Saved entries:
★ ★ ★ ★ ★ ★ ★
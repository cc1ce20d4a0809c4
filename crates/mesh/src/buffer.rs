//! Shared vertex/index buffer partitioned into submeshes.

use std::cell::Cell;
use std::ops::Range;

use glam::{Mat4, Vec2, Vec3, Vec4};
use savagecube_common::{BoundingBox, Face};
use serde::{Deserialize, Serialize};

use crate::MeshError;
use crate::upload::{AttributeIndex, AttributeStream, BufferHandle, BufferUploader};

/// Per-vertex texture coordinates, 2 or 3 components.
#[derive(Debug, Clone, PartialEq)]
pub enum TexCoords {
    Uv(Vec<Vec2>),
    Uvw(Vec<Vec3>),
}

impl TexCoords {
    pub fn len(&self) -> usize {
        match self {
            Self::Uv(v) => v.len(),
            Self::Uvw(v) => v.len(),
        }
    }

    pub fn is_empty(&self) -> bool {
        self.len() == 0
    }

    pub fn components(&self) -> u8 {
        match self {
            Self::Uv(_) => 2,
            Self::Uvw(_) => 3,
        }
    }

    fn append(&mut self, other: Self) {
        match (self, other) {
            (Self::Uv(dst), Self::Uv(src)) => dst.extend(src),
            (Self::Uvw(dst), Self::Uvw(src)) => dst.extend(src),
            _ => unreachable!("texture coordinate layout is checked before append"),
        }
    }

    fn flatten(&self) -> Vec<f32> {
        match self {
            Self::Uv(v) => v.iter().flat_map(|c| c.to_array()).collect(),
            Self::Uvw(v) => v.iter().flat_map(|c| c.to_array()).collect(),
        }
    }
}

/// Per-vertex colors, RGB or RGBA.
#[derive(Debug, Clone, PartialEq)]
pub enum Colors {
    Rgb(Vec<Vec3>),
    Rgba(Vec<Vec4>),
}

impl Colors {
    pub fn len(&self) -> usize {
        match self {
            Self::Rgb(v) => v.len(),
            Self::Rgba(v) => v.len(),
        }
    }

    pub fn is_empty(&self) -> bool {
        self.len() == 0
    }

    pub fn components(&self) -> u8 {
        match self {
            Self::Rgb(_) => 3,
            Self::Rgba(_) => 4,
        }
    }

    fn append(&mut self, other: Self) {
        match (self, other) {
            (Self::Rgb(dst), Self::Rgb(src)) => dst.extend(src),
            (Self::Rgba(dst), Self::Rgba(src)) => dst.extend(src),
            _ => unreachable!("color layout is checked before append"),
        }
    }

    fn flatten(&self) -> Vec<f32> {
        match self {
            Self::Rgb(v) => v.iter().flat_map(|c| c.to_array()).collect(),
            Self::Rgba(v) => v.iter().flat_map(|c| c.to_array()).collect(),
        }
    }
}

/// Geometry for one submesh, with faces indexing its own vertices from 0.
#[derive(Debug, Clone, PartialEq, Default)]
pub struct SubMeshData {
    pub positions: Vec<Vec3>,
    pub faces: Vec<Face>,
    pub normals: Option<Vec<Vec3>>,
    pub texcoords: Option<TexCoords>,
    pub colors: Option<Colors>,
    pub material: u32,
}

impl SubMeshData {
    pub fn new(positions: Vec<Vec3>, faces: Vec<Face>) -> Self {
        Self {
            positions,
            faces,
            ..Self::default()
        }
    }

    pub fn with_normals(mut self, normals: Vec<Vec3>) -> Self {
        self.normals = Some(normals);
        self
    }

    pub fn with_texcoords(mut self, texcoords: TexCoords) -> Self {
        self.texcoords = Some(texcoords);
        self
    }

    pub fn with_colors(mut self, colors: Colors) -> Self {
        self.colors = Some(colors);
        self
    }

    pub fn with_material(mut self, material: u32) -> Self {
        self.material = material;
        self
    }

    pub fn vertex_count(&self) -> usize {
        self.positions.len()
    }

    pub fn face_count(&self) -> usize {
        self.faces.len()
    }

    fn validate(&self) -> Result<(), MeshError> {
        let n = self.positions.len();
        if n == 0 || self.faces.is_empty() {
            return Err(MeshError::InvalidInput(format!(
                "{n} vertices and {} faces",
                self.faces.len()
            )));
        }
        let lengths = [
            ("normals", self.normals.as_ref().map(Vec::len)),
            ("texcoords", self.texcoords.as_ref().map(TexCoords::len)),
            ("colors", self.colors.as_ref().map(Colors::len)),
        ];
        for (name, len) in lengths {
            if let Some(len) = len
                && len != n
            {
                return Err(MeshError::InvalidInput(format!(
                    "{len} {name} for {n} positions"
                )));
            }
        }
        for (i, face) in self.faces.iter().enumerate() {
            let index = face.max_index();
            if index as usize >= n {
                return Err(MeshError::IndexOutOfRange {
                    face: i,
                    index,
                    vertex_count: n,
                });
            }
            if face.is_degenerate() {
                return Err(MeshError::InvalidInput(format!(
                    "face {i} {:?} is degenerate",
                    face.0
                )));
            }
        }
        Ok(())
    }
}

/// A contiguous drawing range of the shared buffer.
#[derive(Debug, Clone, Copy, PartialEq, Eq, Serialize, Deserialize)]
pub struct SubMesh {
    pub vertex_offset: usize,
    pub vertex_count: usize,
    pub face_offset: usize,
    pub face_count: usize,
    pub material: u32,
}

impl SubMesh {
    pub fn vertex_range(&self) -> Range<usize> {
        self.vertex_offset..self.vertex_offset + self.vertex_count
    }
}

/// Element range for one draw call.
#[derive(Debug, Clone, Copy, PartialEq, Eq, Serialize, Deserialize)]
pub struct DrawRange {
    pub material: u32,
    pub first_index: usize,
    pub index_count: usize,
}

#[derive(Debug, Clone, Copy, PartialEq, Eq, Serialize, Deserialize)]
pub enum MeshState {
    Empty,
    Building,
    Finalized,
}

/// CPU-side mesh built additively from submeshes.
#[derive(Debug, Clone, Default)]
pub struct MeshBuffer {
    positions: Vec<Vec3>,
    normals: Option<Vec<Vec3>>,
    texcoords: Option<TexCoords>,
    colors: Option<Colors>,
    faces: Vec<Face>,
    submeshes: Vec<SubMesh>,
    bounding_box: Cell<Option<BoundingBox>>,
    handle: Option<BufferHandle>,
}
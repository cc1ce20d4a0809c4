use std::fmt;

use glam::Vec3;
use savagecube_common::clamp_or_wrap;
use serde::{Deserialize, Serialize};

/// Camera placement returned by a trajectory sampler.
#[derive(Debug, Clone, Copy, PartialEq, Serialize, Deserialize)]
pub struct TrajectorySample {
    pub position: Vec3,
    pub direction: Vec3,
    pub up: Vec3,
}

impl TrajectorySample {
    pub fn new(position: Vec3, direction: Vec3, up: Vec3) -> Self {
        Self {
            position,
            direction,
            up,
        }
    }
}

/// Maps a trajectory key to a camera placement. `None` keeps the current pose.
pub trait TrajectorySampler {
    fn sample(&self, key: i32) -> Option<TrajectorySample>;
}

impl<F> TrajectorySampler for F
where
    F: Fn(i32) -> Option<TrajectorySample>,
{
    fn sample(&self, key: i32) -> Option<TrajectorySample> {
        self(key)
    }
}

/// Exclusive upper bound of the key range.
pub enum MaxKey {
    Fixed(i32),
    /// Evaluated on every use, e.g. the length of a growing path.
    Dynamic(Box<dyn Fn() -> i32>),
}

impl MaxKey {
    pub fn get(&self) -> i32 {
        match self {
            Self::Fixed(max) => *max,
            Self::Dynamic(f) => f(),
        }
    }
}

impl Default for MaxKey {
    fn default() -> Self {
        Self::Fixed(i32::MAX)
    }
}

impl fmt::Debug for MaxKey {
    fn fmt(&self, f: &mut fmt::Formatter<'_>) -> fmt::Result {
        match self {
            Self::Fixed(max) => f.debug_tuple("Fixed").field(max).finish(),
            Self::Dynamic(_) => f.write_str("Dynamic(..)"),
        }
    }
}

/// A keyed path the camera can be driven along.
pub struct Trajectory {
    key: i32,
    max_key: MaxKey,
    looped: bool,
    sampler: Box<dyn TrajectorySampler>,
}

impl fmt::Debug for Trajectory {
    fn fmt(&self, f: &mut fmt::Formatter<'_>) -> fmt::Result {
        f.debug_struct("Trajectory")
            .field("key", &self.key)
            .field("max_key", &self.max_key)
            .field("looped", &self.looped)
            .finish_non_exhaustive()
    }
}

impl Trajectory {
    pub fn new(max_key: MaxKey, sampler: impl TrajectorySampler + 'static) -> Self {
        Self {
            key: 0,
            max_key,
            looped: false,
            sampler: Box::new(sampler),
        }
    }

    /// Wrap around instead of clamping at the ends.
    pub fn looped(mut self, looped: bool) -> Self {
        self.looped = looped;
        self
    }

    pub fn is_looped(&self) -> bool {
        self.looped
    }

    pub fn key(&self) -> i32 {
        self.key
    }

    /// Store a raw key. It is brought into range on the next [`Trajectory::sample`].
    pub fn set_key(&mut self, key: i32) {
        self.key = key;
    }

    pub fn max_key(&self) -> i32 {
        self.max_key.get()
    }

    pub fn set_max_key(&mut self, max_key: MaxKey) {
        self.max_key = max_key;
    }

    /// Move the key one step in the direction of `delta`'s sign.
    pub fn step(&mut self, delta: f32) {
        if delta > 0.0 {
            self.key = self.key.saturating_add(1);
        } else if delta < 0.0 {
            self.key = self.key.saturating_sub(1);
        }
    }

    /// Normalize the key into `[0, max_key)` and sample it.
    ///
    /// An empty key range leaves the key untouched and samples nothing.
    pub fn sample(&mut self) -> Option<TrajectorySample> {
        let max = self.max_key.get();
        if max <= 0 {
            tracing::warn!(max, "trajectory has an empty key range");
            return None;
        }
        self.key = clamp_or_wrap(self.key, 0, max, self.looped);
        let sample = self.sampler.sample(self.key);
        tracing::trace!(key = self.key, hit = sample.is_some(), "trajectory sample");
        sample
    }
}
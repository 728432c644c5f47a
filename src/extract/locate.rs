//! Locating code blocks in a parsed document

use crate::error::{Error, Result};
use scraper::html::Select;
use scraper::{ElementRef, Html, Selector};

/// A code-bearing element found in a document
#[derive(Debug, Clone, Copy)]
pub struct CodeBlock<'a> {
    /// Position among all located blocks, in document order
    pub index: usize,
    /// The block element itself
    pub element: ElementRef<'a>,
}

impl<'a> CodeBlock<'a> {
    /// Read an attribute of the block element
    pub fn attr(&self, name: &str) -> Option<&'a str> {
        self.element.value().attr(name)
    }
}

/// Finds every preformatted block in a document
#[derive(Debug, Clone)]
pub struct CodeBlockLocator {
    selector: Selector,
}

impl CodeBlockLocator {
    /// Create a locator for `<pre>` blocks
    pub fn new() -> Result<Self> {
        Self::for_tag("pre")
    }

    /// Create a locator for a different block tag
    pub fn for_tag(tag: &str) -> Result<Self> {
        let selector = Selector::parse(tag).map_err(|_| Error::Selector(tag.to_string()))?;
        Ok(Self { selector })
    }

    /// Lazily iterate over every block in document order
    ///
    /// No filtering happens here; each call starts a fresh scan.
    pub fn locate<'a, 'b>(&'b self, document: &'a Html) -> Blocks<'a, 'b> {
        Blocks {
            inner: document.select(&self.selector),
            index: 0,
        }
    }
}

/// Iterator returned by [`CodeBlockLocator::locate`]
pub struct Blocks<'a, 'b> {
    inner: Select<'a, 'b>,
    index: usize,
}

impl<'a> Iterator for Blocks<'a, '_> {
    type Item = CodeBlock<'a>;

    fn next(&mut self) -> Option<Self::Item> {
        let element = self.inner.next()?;
        let block = CodeBlock {
            index: self.index,
            element,
        };
        self.index += 1;
        Some(block)
    }
}

#[cfg(test)]
mod tests {
    use super::*;

    const PAGE: &str = r#"
<html><body>
  <pre aria-label="first.ts">one</pre>
  <section>
    <pre aria-label="second.py">two</pre>
    <div><pre>three</pre></div>
  </section>
</body></html>
"#;

    #[test]
    fn test_locates_all_blocks_in_order() {
        let doc = Html::parse_document(PAGE);
        let locator = CodeBlockLocator::new().unwrap();

        let blocks: Vec<_> = locator.locate(&doc).collect();
        assert_eq!(blocks.len(), 3);
        assert_eq!(blocks[0].attr("aria-label"), Some("first.ts"));
        assert_eq!(blocks[1].attr("aria-label"), Some("second.py"));
        assert_eq!(blocks[2].attr("aria-label"), None);
        assert_eq!(
            blocks.iter().map(|b| b.index).collect::<Vec<_>>(),
            vec![0, 1, 2]
        );
    }

    #[test]
    fn test_scan_is_restartable() {
        let doc = Html::parse_document(PAGE);
        let locator = CodeBlockLocator::new().unwrap();

        assert_eq!(locator.locate(&doc).count(), 3);
        assert_eq!(locator.locate(&doc).count(), 3);
    }

    #[test]
    fn test_no_blocks() {
        let doc = Html::parse_document("<p>nothing here</p>");
        let locator = CodeBlockLocator::new().unwrap();
        assert_eq!(locator.locate(&doc).count(), 0);
    }

    #[test]
    fn test_invalid_tag() {
        assert!(matches!(
            CodeBlockLocator::for_tag("pre[").unwrap_err(),
            Error::Selector(_)
        ));
    }
}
★ ★ ★ ★ ★ ★ ★
* _Exercise prompt_
Identify all lines in the records above with the word "into".

* _Written response_
//! Shared vertex/index buffer partitioned into submeshes.
    /// Store a raw key. It is brought into range on the next [`Trajectory::sample`].
    /// Normalize the key into `[0, max_key)` and sample it.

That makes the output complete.